Earnings Overview#
New China Life Insurance has released its fourth-quarter earnings for 2025, revealing that it did not meet expectations for earnings per share (EPS). The company reported an EPS of 1.1 USD, which was significantly lower than the anticipated 1.96 USD. This shortfall resulted in a negative surprise of -43.88%, leading to a 2.82% decline in the company’s stock price, which closed at 45.46 USD after the announcement.
Company Performance#
Despite the earnings miss, New China Life Insurance achieved impressive growth in 2025. The company reached record levels in several key areas, including premium income and profitability. It reported a net profit of 36.3 billion CNY, marking a 38.3% increase from the previous year, and operating revenue of 157.8 billion CNY, up 19% year-over-year. This growth was attributed to strategic changes and successful product innovations.
Financial Highlights#
- Revenue: 157.8 billion CNY, a 19% increase from last year
- Net Profit: 36.3 billion CNY, a 38.3% increase year-over-year
- Return on Equity (ROE): 34.7%, up 8.8 percentage points from the previous year
- Gross Written Premium (GWP): 195.9 billion CNY, a 14.9% increase year-over-year
Market Reaction#
Following the earnings report, New China Life Insurance’s stock fell by 2.82%, reflecting investor concern over the earnings miss.
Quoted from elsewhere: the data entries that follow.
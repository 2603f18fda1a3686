//! RestTaskStore - PostgREST 互換 REST API 上のタスクストア
//!
//! マネージドなバックエンド（PostgREST を前段に持つ行ストア）の
//! `/rest/v1/{table}` エンドポイントを直接叩きます。
//!
//! # リクエスト
//! - `GET    ?select=*&owner=eq.{owner}&order=date.asc`
//! - `POST   Prefer: return=representation`（採番済みの行を返してもらう）
//! - `PATCH  ?id=eq.{id}&owner=eq.{owner}` body `{"completed": bool}`
//! - `DELETE ?id=eq.{id}&owner=eq.{owner}`
//!
//! すべてのリクエストに `apikey` と `Authorization: Bearer` を付けます。
//! 行レベルの所有権はバックエンドがトークンのクレームで強制します。

use std::fmt;
use std::time::Duration;

use async_trait::async_trait;
use reqwest::{Client, RequestBuilder, Response};
use serde::Serialize;

use crate::config::StoreConfig;
use crate::domain::{
    Category, Credential, NewTask, OwnerId, Priority, StoreError, Subject, Task, TaskDate, TaskId,
};
use crate::ports::TaskStore;

/// 挿入時の行（id はストアが採番）
#[derive(Debug, Serialize)]
struct InsertRow<'a> {
    owner: &'a OwnerId,
    title: &'a str,
    date: Option<&'a TaskDate>,
    category: Category,
    priority: Priority,
    subject: &'a Subject,
    completed: bool,
}

#[derive(Debug, Serialize)]
struct CompletedPatch {
    completed: bool,
}

pub struct RestTaskStore {
    client: Client,
    endpoint: String,
    api_key: String,
}

impl fmt::Debug for RestTaskStore {
    fn fmt(&self, f: &mut fmt::Formatter<'_>) -> fmt::Result {
        f.debug_struct("RestTaskStore")
            .field("endpoint", &self.endpoint)
            .finish_non_exhaustive()
    }
}

impl RestTaskStore {
    pub fn new(
        base_url: &str,
        api_key: impl Into<String>,
        table: &str,
        timeout: Duration,
    ) -> Result<Self, StoreError> {
        let client = Client::builder().timeout(timeout).build()?;
        Self::with_client(client, base_url, api_key, table)
    }

    /// Use a preconfigured client (proxy, TLS, timeouts are the caller's).
    pub fn with_client(
        client: Client,
        base_url: &str,
        api_key: impl Into<String>,
        table: &str,
    ) -> Result<Self, StoreError> {
        let base_url = base_url.trim().trim_end_matches('/');
        if base_url.is_empty() {
            return Err(StoreError::Misconfigured("store url is empty".into()));
        }
        if table.trim().is_empty() {
            return Err(StoreError::Misconfigured("table name is empty".into()));
        }
        Ok(Self {
            client,
            endpoint: table_endpoint(base_url, table.trim()),
            api_key: api_key.into(),
        })
    }

    pub fn from_config(config: &StoreConfig) -> Result<Self, StoreError> {
        Self::new(
            &config.url,
            config.api_key.clone(),
            &config.table,
            Duration::from_secs(config.timeout_secs),
        )
    }

    pub fn endpoint(&self) -> &str {
        &self.endpoint
    }

    fn authorized(&self, request: RequestBuilder, credential: &Credential) -> RequestBuilder {
        request
            .header("apikey", &self.api_key)
            .bearer_auth(credential.expose())
    }
}

fn table_endpoint(base_url: &str, table: &str) -> String {
    format!("{base_url}/rest/v1/{table}")
}

fn eq(value: &str) -> String {
    format!("eq.{value}")
}

/// Query for the owner's rows, ascending by date.
fn list_query(owner: &OwnerId) -> Vec<(&'static str, String)> {
    vec![
        ("select", "*".to_string()),
        ("owner", eq(owner.as_str())),
        ("order", "date.asc".to_string()),
    ]
}

/// Filter matching a single row only when both id and owner match.
fn row_filter(id: &TaskId, owner: &OwnerId) -> Vec<(&'static str, String)> {
    vec![("id", eq(id.as_str())), ("owner", eq(owner.as_str()))]
}

/// Turn a non-2xx response into `StoreError::Rejected`.
async fn ensure_success(response: Response) -> Result<Response, StoreError> {
    let status = response.status();
    if status.is_success() {
        return Ok(response);
    }
    let message = response.text().await.unwrap_or_default();
    Err(StoreError::Rejected {
        status: status.as_u16(),
        message,
    })
}

#[async_trait]
impl TaskStore for RestTaskStore {
    async fn fetch_all(
        &self,
        owner: &OwnerId,
        credential: &Credential,
    ) -> Result<Vec<Task>, StoreError> {
        let request = self
            .client
            .get(&self.endpoint)
            .query(&list_query(owner));
        let response = ensure_success(self.authorized(request, credential).send().await?).await?;
        let body = response.bytes().await?;
        Ok(serde_json::from_slice(&body)?)
    }

    async fn insert(
        &self,
        task: &NewTask,
        owner: &OwnerId,
        credential: &Credential,
    ) -> Result<Task, StoreError> {
        let row = InsertRow {
            owner,
            title: task.title.trim(),
            date: task.date.as_ref(),
            category: task.category,
            priority: task.priority,
            subject: &task.subject,
            completed: false,
        };
        let request = self
            .client
            .post(&self.endpoint)
            .header("Prefer", "return=representation")
            .json(&row);
        let response = ensure_success(self.authorized(request, credential).send().await?).await?;
        let body = response.bytes().await?;
        let mut rows: Vec<Task> = serde_json::from_slice(&body)?;
        if rows.is_empty() {
            return Err(StoreError::EmptyInsert);
        }
        Ok(rows.swap_remove(0))
    }

    async fn set_completed(
        &self,
        id: &TaskId,
        completed: bool,
        owner: &OwnerId,
        credential: &Credential,
    ) -> Result<(), StoreError> {
        let request = self
            .client
            .patch(&self.endpoint)
            .query(&row_filter(id, owner))
            .header("Prefer", "return=minimal")
            .json(&CompletedPatch { completed });
        ensure_success(self.authorized(request, credential).send().await?).await?;
        Ok(())
    }

    async fn delete(
        &self,
        id: &TaskId,
        owner: &OwnerId,
        credential: &Credential,
    ) -> Result<(), StoreError> {
        let request = self
            .client
            .delete(&self.endpoint)
            .query(&row_filter(id, owner));
        ensure_success(self.authorized(request, credential).send().await?).await?;
        Ok(())
    }
}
This decline is directly linked to the disappointing EPS results. However, the stock is trading at a price-to-earnings (P/E) ratio of 5.38 and a low price/earnings growth (PEG) ratio of 0.13, suggesting it may be attractively priced compared to its growth potential. The company also boasts a strong dividend yield of 5.94%, having consistently paid dividends for 12 years.
Outlook#
Looking forward, New China Life Insurance has set an EPS forecast of 1.57 USD for FY2026 and 1.41 USD for FY2027. Despite the recent earnings miss, the company remains positive about its strategic initiatives and product innovations, which are expected to support future growth.